#MEwx Fog, rain, humidity and a chocolate brownie pie recipe

Good morning Augusta

The Red Sox beat the Baltimore Orioles yesterday afternoon 13-7. We’re 67 and 59.

A direct, real-time feed from my personal weather station is available for you here.

This morning we have patchy fog and mostly cloudy with a chance for showers, turning partly sunny with a chance for more showers and thunderstorms this afternoon.

Some thunderstorms may be severe with damaging winds, small hail, and heavy rainfall. Highs in the upper 70s. Light and variable winds. 

Tonight we’ll have partly cloudy skies with a chance for showers and thunderstorms this evening, turning mostly clear after midnight. Some thunderstorms may be severe with damaging winds, small hail, and heavy rainfall. Humid with lows around 60. Light and variable winds.

The readings from my weather instruments are:

Our outdoor temperature is 66.6°F, the humidity is 99% and the Dew Point is 66.4°F.

The wind direction is Northwest between 0.0 MPH and 0.0 MPH. 

The Relative pressure is 29.90, the Absolute pressure is 29.70 and falling with a weather graphic indicating rain.

Visibility is 0.2 Miles / 0.4 Kilometers with thick fog out there.

The UV rating is 0 out of 16, Sunrise is 5:46 AM, Sunset is 7:38 PM, Moonrise is 9:49 PM,  Moonset is 9:39 AM  and the moon phase is waning gibbous.

The RAW METAR reading from Augusta’s airport is:

METAR KAUG 191053Z AUTO 13003KT 1/4SM FG VV002 18/18 A2997 RMK AO2 RAE33 SLP146 P0001 T01830183

We received some rain here but it isn’t measurable because it’s so low. 
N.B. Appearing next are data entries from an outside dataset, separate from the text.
//! Server construction and middleware wiring.

mod config;
mod state_builders;

pub use config::ServerConfig;

use state_builders::build_http_state;

use actix_web::dev::{Server, ServiceFactory, ServiceRequest, ServiceResponse};
use actix_web::{App, HttpServer, web};

use geocache::Trace;
#[cfg(debug_assertions)]
use geocache::doc::ApiDoc;
use geocache::inbound::http::health::{HealthState, live, ready};
use geocache::inbound::http::routes;
use geocache::inbound::http::session_config::SessionSettings;
use geocache::inbound::http::state::HttpState;
use geocache::inbound::http::url_signer::UrlSigner;
#[cfg(debug_assertions)]
use utoipa::OpenApi;
#[cfg(debug_assertions)]
use utoipa_swagger_ui::SwaggerUi;

#[derive(Clone)]
struct AppDependencies {
    health_state: web::Data<HealthState>,
    http_state: web::Data<HttpState>,
    signer: web::Data<UrlSigner>,
    session: SessionSettings,
}

fn build_app(
    deps: AppDependencies,
) -> App<
    impl ServiceFactory<
        ServiceRequest,
        Config = (),
        Response = ServiceResponse,
        Error = actix_web::Error,
        InitError = (),
    >,
> {
    let AppDependencies {
        health_state,
        http_state,
        signer,
        session,
    } = deps;

    let api = web::scope("")
        .wrap(session.middleware())
        .configure(routes::configure);

    let app = App::new()
        .app_data(health_state)
        .app_data(http_state)
        .app_data(signer)
        .wrap(Trace)
        .service(ready)
        .service(live);

    #[cfg(debug_assertions)]
    let app = app.service(SwaggerUi::new("/docs").url("/api-docs/openapi.json", ApiDoc::openapi()));

    app.service(api)
}

/// Construct an Actix HTTP server using the provided health state and configuration.
///
/// # Errors
/// Propagates [`std::io::Error`] when binding the socket fails.
pub fn create_server(
    health_state: web::Data<HealthState>,
    config: ServerConfig,
) -> std::io::Result<Server> {
    let server_health_state = health_state.clone();
    let http_state = build_http_state(&config);
    let ServerConfig {
        session,
        bind_addr,
        db_pool: _,
    } = config;
    let signer = web::Data::new(session.url_signer());

    let server = HttpServer::new(move || {
        build_app(AppDependencies {
            health_state: server_health_state.clone(),
            http_state: http_state.clone(),
            signer: signer.clone(),
            session: session.clone(),
        })
    })
    .bind(bind_addr)?
    .run();

    health_state.mark_ready();
    Ok(server)
}

#[cfg(test)]
mod tests;
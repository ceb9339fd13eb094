//! Shared HTTP adapter state.
//!
//! Handlers receive this through `web::Data` and only see domain ports, so
//! they can be exercised against in-memory or mocked implementations.

use std::sync::Arc;

use crate::domain::ports::{
    BookmarkCommand, BookmarkQuery, CacheCommand, CacheQuery, DiscoveryCommand, DiscoveryQuery,
    LoginService, ProfileCommand, ProfileQuery,
};
use crate::domain::{Error, Viewer};
use crate::inbound::http::session::SessionContext;

/// Parameter object bundling the port implementations.
#[derive(Clone)]
pub struct HttpStatePorts {
    /// Credential checks.
    pub login: Arc<dyn LoginService>,
    /// Profile reads.
    pub profiles: Arc<dyn ProfileQuery>,
    /// Profile writes.
    pub profile_commands: Arc<dyn ProfileCommand>,
    /// Catalogue reads.
    pub caches: Arc<dyn CacheQuery>,
    /// Catalogue writes.
    pub cache_commands: Arc<dyn CacheCommand>,
    /// Discovery log reads.
    pub discoveries: Arc<dyn DiscoveryQuery>,
    /// Discovery logging.
    pub discovery_commands: Arc<dyn DiscoveryCommand>,
    /// Bookmark reads.
    pub bookmarks: Arc<dyn BookmarkQuery>,
    /// Bookmark toggles.
    pub bookmark_commands: Arc<dyn BookmarkCommand>,
}

/// Dependency bundle for HTTP handlers.
#[derive(Clone)]
pub struct HttpState {
    /// Credential checks.
    pub login: Arc<dyn LoginService>,
    /// Profile reads.
    pub profiles: Arc<dyn ProfileQuery>,
    /// Profile writes.
    pub profile_commands: Arc<dyn ProfileCommand>,
    /// Catalogue reads.
    pub caches: Arc<dyn CacheQuery>,
    /// Catalogue writes.
    pub cache_commands: Arc<dyn CacheCommand>,
    /// Discovery log reads.
    pub discoveries: Arc<dyn DiscoveryQuery>,
    /// Discovery logging.
    pub discovery_commands: Arc<dyn DiscoveryCommand>,
    /// Bookmark reads.
    pub bookmarks: Arc<dyn BookmarkQuery>,
    /// Bookmark toggles.
    pub bookmark_commands: Arc<dyn BookmarkCommand>,
}

impl From<HttpStatePorts> for HttpState {
    fn from(ports: HttpStatePorts) -> Self {
        Self::new(ports)
    }
}

impl HttpState {
    /// Construct state from a ports bundle.
    pub fn new(ports: HttpStatePorts) -> Self {
        let HttpStatePorts {
            login,
            profiles,
            profile_commands,
            caches,
            cache_commands,
            discoveries,
            discovery_commands,
            bookmarks,
            bookmark_commands,
        } = ports;
        Self {
            login,
            profiles,
            profile_commands,
            caches,
            cache_commands,
            discoveries,
            discovery_commands,
            bookmarks,
            bookmark_commands,
        }
    }

    /// Access level of the caller.
    ///
    /// Logged-out callers and accounts without a profile are anonymous.
    pub async fn viewer(&self, session: &SessionContext) -> Result<Viewer, Error> {
        match session.account_id()? {
            Some(account) => self.profiles.viewer_for(&account).await,
            None => Ok(Viewer::Anonymous),
        }
    }
}
//! Driving port for changing the cache catalogue.

use async_trait::async_trait;

use crate::domain::{Cache, CacheDraft, CacheId, Error, UserId, Viewer};

/// Domain use-case port for suggesting and reviewing caches.
#[cfg_attr(test, mockall::automock)]
#[async_trait]
pub trait CacheCommand: Send + Sync {
    /// Store a suggestion from `author`. The new cache is always pending.
    async fn suggest(&self, author: UserId, draft: CacheDraft) -> Result<Cache, Error>;

    /// Approve a cache. Approving an approved cache succeeds unchanged.
    ///
    /// Fails with `forbidden` for non-admins and `not_found` for unknown ids.
    async fn approve(&self, viewer: Viewer, id: CacheId) -> Result<(), Error>;

    /// Delete a cache along with its logs and bookmarks.
    ///
    /// Fails with `forbidden` for non-admins and `not_found` for unknown ids.
    async fn delete(&self, viewer: Viewer, id: CacheId) -> Result<(), Error>;
}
I want to stick with pies for a few days – might as well make this stuff before the kids have to go back to school, right?

MAMA PAT’S CHOCOLATE BROWNIE PIE

(TV’s Ryan Scott “The Kitchen”)

Ingredients:

1 (9-inch) frozen unbaked piecrust shell

Ryan's Quick Chocolate Ganache, recipe follows

1 cup store-bought brownies, cut into 1/2-inch cubes (2 to 3 brownies) 
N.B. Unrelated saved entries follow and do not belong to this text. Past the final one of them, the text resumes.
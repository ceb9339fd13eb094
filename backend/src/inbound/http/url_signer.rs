//! Signed URLs tying state-changing requests to the session that was handed
//! the link.
//!
//! A signature covers the request path plus a random salt stored in the
//! session, keyed with a secret derived from the session cookie key. Query
//! parameters other than `_signature` are not covered, so a signed
//! `/generateCacheURL` can be reused with any `cache_id`, while
//! `/setBookmarked/7` cannot be replayed as `/setBookmarked/8`.
//!
//! ```text
//! GET /map                       -> {"generate_cache_url": "/generateCacheURL?_signature=…"}
//! GET /generateCacheURL?_signature=…&cache_id=7
//! ```

use actix_web::cookie::Key;
use actix_web::{FromRequest, HttpRequest, dev::Payload, web};
use futures_util::future::LocalBoxFuture;
use sha2::{Digest, Sha256};
use tracing::debug;
use zeroize::Zeroizing;

use crate::domain::Error;
use crate::inbound::http::session::SessionContext;
use crate::inbound::http::session_config::fingerprint::fingerprint;

/// Query parameter carrying the signature.
pub const SIGNATURE_PARAM: &str = "_signature";

const SECRET_LABEL: &[u8] = b"geocache url signer v1";

/// Issues and verifies session-bound URL signatures.
#[derive(Clone)]
pub struct UrlSigner {
    secret: Zeroizing<[u8; 32]>,
}

impl UrlSigner {
    /// Derive a signer from raw secret material.
    ///
    /// # Examples
    /// ```
    /// use geocache::inbound::http::url_signer::UrlSigner;
    ///
    /// let signer = UrlSigner::new(b"correct horse battery staple");
    /// let sig = signer.sign("salt", "/logCache/3");
    /// assert!(signer.verify("salt", "/logCache/3", &sig));
    /// assert!(!signer.verify("salt", "/logCache/4", &sig));
    /// ```
    pub fn new(material: &[u8]) -> Self {
        let mut hasher = Sha256::new();
        hasher.update(SECRET_LABEL);
        hasher.update(material);
        Self {
            secret: Zeroizing::new(hasher.finalize().into()),
        }
    }

    /// Derive a signer from the cookie session key.
    pub fn from_key(key: &Key) -> Self {
        Self::new(key.signing())
    }

    /// Short hex fingerprint of the signing secret for startup logs.
    pub fn fingerprint(&self) -> String {
        fingerprint(self.secret.as_slice())
    }

    /// Hex signature of `path` for the session holding `salt`.
    ///
    /// The digest is `SHA-256(secret || SHA-256(secret || salt || 0x00 || path))`.
    /// This nests the key the way HMAC does but is not RFC 2104 HMAC: there
    /// is no block-size padding and no ipad/opad. Signatures only need to
    /// verify against this same function.
    pub fn sign(&self, salt: &str, path: &str) -> String {
        let mut inner = Sha256::new();
        inner.update(self.secret.as_slice());
        inner.update(salt.as_bytes());
        inner.update([0_u8]);
        inner.update(path.as_bytes());
        let mut outer = Sha256::new();
        outer.update(self.secret.as_slice());
        outer.update(inner.finalize());
        hex::encode(outer.finalize())
    }

    /// Whether `signature` was issued for `path` in the session holding
    /// `salt`.
    pub fn verify(&self, salt: &str, path: &str, signature: &str) -> bool {
        let expected = self.sign(salt, path);
        constant_time_eq(expected.as_bytes(), signature.as_bytes())
    }

    /// `path` with a signature for the caller's session appended.
    ///
    /// Issues a salt for the session when it has none yet.
    pub fn signed_url(&self, session: &SessionContext, path: &str) -> Result<String, Error> {
        let salt = session.ensure_signing_salt()?;
        let signature = self.sign(&salt, path);
        Ok(format!("{path}?{SIGNATURE_PARAM}={signature}"))
    }
}

fn constant_time_eq(left: &[u8], right: &[u8]) -> bool {
    left.len() == right.len()
        && left
            .iter()
            .zip(right)
            .fold(0_u8, |acc, (a, b)| acc | (a ^ b))
            == 0
}

fn signature_param(query: &str) -> Option<String> {
    url::form_urlencoded::parse(query.as_bytes())
        .find(|(name, _)| name == SIGNATURE_PARAM)
        .map(|(_, value)| value.into_owned())
}

/// Extractor that rejects the request with `403 Forbidden` unless it carries
/// a valid signature for its path, and exposes the verified session.
pub struct SignedSession(pub SessionContext);

impl SignedSession {
    /// The verified session.
    pub fn session(&self) -> &SessionContext {
        &self.0
    }
}

fn verify_request(
    signer: &UrlSigner,
    session: &SessionContext,
    path: &str,
    query: &str,
) -> Result<(), Error> {
    let Some(signature) = signature_param(query) else {
        debug!(path, "request without signature");
        return Err(Error::forbidden("missing URL signature"));
    };
    let Some(salt) = session.signing_salt()? else {
        debug!(path, "signature presented without a signing session");
        return Err(Error::forbidden("invalid URL signature"));
    };
    if signer.verify(&salt, path, &signature) {
        Ok(())
    } else {
        debug!(path, "signature mismatch");
        Err(Error::forbidden("invalid URL signature"))
    }
}

impl FromRequest for SignedSession {
    type Error = actix_web::Error;
    type Future = LocalBoxFuture<'static, Result<Self, Self::Error>>;

    fn from_request(req: &HttpRequest, payload: &mut Payload) -> Self::Future {
        let signer = req.app_data::<web::Data<UrlSigner>>().cloned();
        let path = req.path().to_owned();
        let query = req.query_string().to_owned();
        let session = SessionContext::from_request(req, payload);
        Box::pin(async move {
            let session = session.await?;
            let signer =
                signer.ok_or_else(|| Error::internal("URL signer is not configured"))?;
            verify_request(&signer, &session, &path, &query)?;
            Ok(SignedSession(session))
        })
    }
}
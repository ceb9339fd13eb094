//! PostgreSQL persistence adapters using Diesel ORM.
//!
//! Concrete implementations of the driven ports backed by PostgreSQL via
//! `diesel-async` with `bb8` connection pooling.
//!
//! - **Thin adapters**: repositories only translate between Diesel rows and
//!   domain types. Business rules, including the cooldown, stay in the domain;
//!   the log repository only evaluates the policy it is handed.
//! - **Internal models**: row structs (`models.rs`) and table definitions
//!   (`schema.rs`) never leave this module.
//! - **Typed errors**: Diesel and pool failures map onto each port's error
//!   enum through [`diesel_helpers`].
//!
//! # Example
//!
//! ```ignore
//! use geocache::outbound::persistence::{DbPool, DieselCacheRepository, PoolConfig};
//!
//! let pool = DbPool::new(PoolConfig::new("postgres://localhost/geocache")).await?;
//! let caches = DieselCacheRepository::new(pool);
//! ```

mod diesel_bookmark_repository;
mod diesel_cache_repository;
mod diesel_discovery_log_repository;
pub(crate) mod diesel_helpers;
mod diesel_profile_repository;
mod migrations;
mod models;
mod pool;
mod schema;

pub use diesel_bookmark_repository::DieselBookmarkRepository;
pub use diesel_cache_repository::DieselCacheRepository;
pub use diesel_discovery_log_repository::DieselDiscoveryLogRepository;
pub use diesel_profile_repository::{DieselAdminRegistry, DieselProfileRepository};
pub use migrations::{MigrationError, run_pending_migrations};
pub use pool::{DbPool, PoolConfig, PoolError};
1/2 cup store-bought caramel sauce 

1 cup heavy cream 

2 teaspoons instant espresso 

Confectioners' sugar, for dusting

Ryan's Quick Chocolate Ganache:

2 1/2 cups semisweet chocolate chips

1 cup heavy cream 

1 tablespoon light corn syrup 

1 teaspoon vanilla extract 

1/8 teaspoon kosher salt 

Directions:

Preheat the oven to 375 degrees F. Line the piecrust shell with parchment paper, and fill it with pie weights, dried beans, or uncooked rice. Bake for 15 minutes. Remove the pie weights and parchment paper. Return the pie crust to the oven, and bake until lightly browned, about 5 minutes more. Remove to a wire rack, and cool for 30 minutes.

Meanwhile, let the prepared ganache stand at room temperature 30 minutes.

Sprinkle the brownie cubes on the bottom of the pie crust; top with the caramel sauce, drizzling it evenly. Beat the ganache, heavy cream, and espresso with an electric mixer on medium-high speed until fluffy. Using a spatula, spread the ganache mixture evenly over the top of the pie.

Chill the pie, uncovered, for 2 hours. Dust with the confectioners' sugar just before serving.

 

Bonus goodie:

Ryan's Quick Chocolate Ganache:

Put the chocolate chips in a heatproof mixing bowl. Stir together the cream, corn syrup, vanilla, and salt in a small saucepan; bring to a boil over medium-high. Pour the hot cream mixture over the chocolate chips, making sure all the chips are submerged. (Do not stir or touch the chocolate mixture.) Cover the bowl with plastic wrap, and let it stand for 5 minutes.

Using a spatula and starting from the bottom of the bowl, gently move the mixture from side to side to begin combining the chocolate with the cream mixture. Gradually and slowly stir from the middle until smooth and blended, 2 to 3 minutes.